Astroinformatics is an exciting new discipline that has emerged at the intersection of astronomy/astrophysics and applied computer science and engineering, arising from the need to address the challenges and opportunities of exponential growth of data volumes, rates, and complexity from next-generation telescopes. Astroinformatics is e-Science astronomy, making the transition to a data-driven, computationally enabled science in the 21st century.
Turning the vast volumes of data from the new major telescopes (such as the Australian Square Kilometre Array Pathfinder, ASKAP, or MeerKAT, South Africa’s SKA pathfinder project) into scientific knowledge is difficult. Traditional techniques don’t scale up to the petabytes of data that will be produced, and delivering science from these telescopes will require astronomers to use the eScience techniques now under development. ASKAP and MeerKAT will both cross into a vast new area of untouched parameter space in radio astronomy, almost certainly encountering unexpected new astronomical phenomena that we cannot predict. In order to discover these phenomena we need to use advanced machine-learning and data-mining techniques, such as those this conference is aimed at developing, exploring and refining.

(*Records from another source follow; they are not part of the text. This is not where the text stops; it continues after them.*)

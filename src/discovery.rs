use crate::error::{Result, SyncError};
use crate::paths;
use std::path::{Path, PathBuf};
use walkdir::WalkDir;

/// Canonical file name: the side that wins when both exist in a directory.
pub const PRIMARY_NAME: &str = "CLAUDE.md";
/// Mirror file name: kept identical to the primary.
pub const MIRROR_NAME: &str = "AGENTS.md";

/// A primary/mirror file pairing in one directory.
///
/// `source`/`target` record the default orientation (primary wins when
/// present); the synchronizer overrides it with whichever side actually
/// changed. `target` may not exist on disk yet.
#[derive(Debug, Clone, PartialEq, Eq)]
pub struct SyncPair {
    pub source: PathBuf,
    pub target: PathBuf,
    pub name: String,
}

/// Whether a changed file participates in synchronization at all.
///
/// Recognition is case-insensitive even though discovery matches exact case,
/// so a save event for `claude.md` still routes into the pipeline.
pub fn is_recognized(path: &Path) -> bool {
    path.file_name()
        .and_then(|name| name.to_str())
        .is_some_and(|name| {
            name.eq_ignore_ascii_case(PRIMARY_NAME) || name.eq_ignore_ascii_case(MIRROR_NAME)
        })
}

/// Discover every primary/mirror pair under `root`.
///
/// One walk, two passes over its results: every `CLAUDE.md` pairs with its
/// sibling `AGENTS.md` (present or not), then every `AGENTS.md` without a
/// sibling `CLAUDE.md` forms a pair of its own. Each directory holding
/// either file yields exactly one pair.
///
/// `.git` directories are skipped; ignore rules are NOT honored — a pair
/// inside a gitignored tree is still a pair.
pub fn discover_pairs(root: &Path) -> Result<Vec<SyncPair>> {
    let mut primaries = Vec::new();
    let mut mirrors = Vec::new();

    let walker = WalkDir::new(root)
        .into_iter()
        .filter_entry(|entry| entry.file_name() != ".git");

    for result in walker {
        let entry = result.map_err(|e| {
            let path = e
                .path()
                .map(Path::to_path_buf)
                .unwrap_or_else(|| root.to_path_buf());
            let source = e
                .into_io_error()
                .unwrap_or_else(|| std::io::Error::other("filesystem loop detected"));
            SyncError::WalkFailure { path, source }
        })?;

        if !entry.file_type().is_file() {
            continue;
        }

        match entry.file_name().to_str() {
            Some(name) if name == PRIMARY_NAME => primaries.push(entry.into_path()),
            Some(name) if name == MIRROR_NAME => mirrors.push(entry.into_path()),
            _ => {}
        }
    }

    let mut pairs = Vec::with_capacity(primaries.len() + mirrors.len());

    for primary in primaries {
        let dir = primary.parent().unwrap_or(root).to_path_buf();
        pairs.push(SyncPair {
            name: paths::display_name(root, &dir),
            target: dir.join(MIRROR_NAME),
            source: primary,
        });
    }

    // Standalone mirrors: only directories whose primary does not exist,
    // so no directory is registered twice.
    for mirror in mirrors {
        let dir = mirror.parent().unwrap_or(root).to_path_buf();
        let primary = dir.join(PRIMARY_NAME);
        if primary.exists() {
            continue;
        }
        pairs.push(SyncPair {
            name: paths::display_name(root, &dir),
            source: mirror,
            target: primary,
        });
    }

    Ok(pairs)
}

#[cfg(test)]
mod tests {
    use super::*;
    use std::fs;
    use tempfile::TempDir;

    #[test]
    fn test_discover_primary_with_mirror() {
        let temp = TempDir::new().unwrap();
        fs::write(temp.path().join("CLAUDE.md"), "a").unwrap();
        fs::write(temp.path().join("AGENTS.md"), "a").unwrap();

        let pairs = discover_pairs(temp.path()).unwrap();
        assert_eq!(pairs.len(), 1);
        assert_eq!(pairs[0].name, "Root");
        assert_eq!(pairs[0].source.file_name().unwrap(), PRIMARY_NAME);
        assert_eq!(pairs[0].target.file_name().unwrap(), MIRROR_NAME);
    }

    #[test]
    fn test_discover_primary_without_mirror() {
        let temp = TempDir::new().unwrap();
        fs::write(temp.path().join("CLAUDE.md"), "a").unwrap();

        let pairs = discover_pairs(temp.path()).unwrap();
        assert_eq!(pairs.len(), 1);
        assert!(!pairs[0].target.exists());
    }

    #[test]
    fn test_discover_standalone_mirror() {
        let temp = TempDir::new().unwrap();
        let nested = temp.path().join("docs");
        fs::create_dir(&nested).unwrap();
        fs::write(nested.join("AGENTS.md"), "a").unwrap();

        let pairs = discover_pairs(temp.path()).unwrap();
        assert_eq!(pairs.len(), 1);
        assert_eq!(pairs[0].name, "docs");
        assert_eq!(pairs[0].source.file_name().unwrap(), MIRROR_NAME);
        assert_eq!(pairs[0].target.file_name().unwrap(), PRIMARY_NAME);
    }

    #[test]
    fn test_no_duplicate_pair_per_directory() {
        let temp = TempDir::new().unwrap();
        fs::write(temp.path().join("CLAUDE.md"), "a").unwrap();
        fs::write(temp.path().join("AGENTS.md"), "b").unwrap();
        let nested = temp.path().join("sub");
        fs::create_dir(&nested).unwrap();
        fs::write(nested.join("CLAUDE.md"), "c").unwrap();
        fs::write(nested.join("AGENTS.md"), "d").unwrap();

        let pairs = discover_pairs(temp.path()).unwrap();
        assert_eq!(pairs.len(), 2);

        let mut names: Vec<_> = pairs.iter().map(|p| p.name.as_str()).collect();
        names.sort_unstable();
        assert_eq!(names, ["Root", "sub"]);
    }

    #[test]
    fn test_nested_display_name() {
        let temp = TempDir::new().unwrap();
        let nested = temp.path().join("docs").join("api");
        fs::create_dir_all(&nested).unwrap();
        fs::write(nested.join("CLAUDE.md"), "a").unwrap();

        let pairs = discover_pairs(temp.path()).unwrap();
        assert_eq!(pairs[0].name, "docs > api");
    }

    #[test]
    fn test_git_directory_skipped() {
        let temp = TempDir::new().unwrap();
        let git = temp.path().join(".git");
        fs::create_dir(&git).unwrap();
        fs::write(git.join("CLAUDE.md"), "a").unwrap();

        let pairs = discover_pairs(temp.path()).unwrap();
        assert!(pairs.is_empty());
    }

    #[test]
    fn test_exact_case_only() {
        let temp = TempDir::new().unwrap();
        fs::write(temp.path().join("claude.md"), "a").unwrap();

        let pairs = discover_pairs(temp.path()).unwrap();
        assert!(pairs.is_empty());
    }

    #[test]
    fn test_is_recognized_case_insensitive() {
        assert!(is_recognized(Path::new("/p/CLAUDE.md")));
        assert!(is_recognized(Path::new("/p/claude.md")));
        assert!(is_recognized(Path::new("/p/AGENTS.md")));
        assert!(is_recognized(Path::new("/p/Agents.MD")));
        assert!(!is_recognized(Path::new("/p/README.md")));
    }
}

Each of the three preceeding international Astroinformatics conferences have built up a track record of discussing and testing innovative ideas, and building collaborations. These collaborations have formed between not just astronomical institutions, but also between astronomy and other disciplines, and with other commerical partners, to everyone’s benefit. This years Astroinformatics conference will focus on the emerging science area of e-Science in astronomy, and will include invited talks, panel discussions, breakout sessions, informal group discussions and introductory tutorials for those interested.

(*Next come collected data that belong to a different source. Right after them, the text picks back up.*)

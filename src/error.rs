use std::path::PathBuf;
use thiserror::Error;

#[derive(Error, Debug)]
pub enum SyncError {
    #[error("No file path provided\nPass the changed file as an argument or set FILE_PATH.")]
    MissingTriggerPath,

    #[error("No matching file pair found for changed file: {path}\nThe file sits outside every discovered pair directory.")]
    NoMatchingPair { path: PathBuf },

    #[error("Source file does not exist: {path}\nThe changed file must be readable to act as the sync source.")]
    SourceFileMissing { path: PathBuf },

    #[error("Failed to read {path}\nCause: {source}\nCheck that the file exists and you have read permissions.")]
    ReadFailure {
        path: PathBuf,
        source: std::io::Error,
    },

    #[error("Failed to write {path}\nCause: {source}\nCheck disk space and write permissions on the destination.")]
    WriteFailure {
        path: PathBuf,
        source: std::io::Error,
    },

    #[error("Failed to walk {path}\nCause: {source}\nCheck that the directory exists and you have read permissions.")]
    WalkFailure {
        path: PathBuf,
        source: std::io::Error,
    },

    #[error("File watcher error: {0}\nWatch mode could not monitor the project tree.")]
    Watch(#[from] notify::Error),

    #[error("I/O error: {0}")]
    Io(#[from] std::io::Error),
}

pub type Result<T> = std::result::Result<T, SyncError>;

The conference aims to achieve the following goals:
- Provide a forum for the discussion and presentation of new ideas in astroinformatics
- Form collaborations between e-astronomers, e-scientists, engineers and computer scientisits, from different institutions, disciplines, organisations, universities, and research and commercial organisations
- Help generate the techniques that we will need to deliver the cutting-edge science from next-generation telescopes.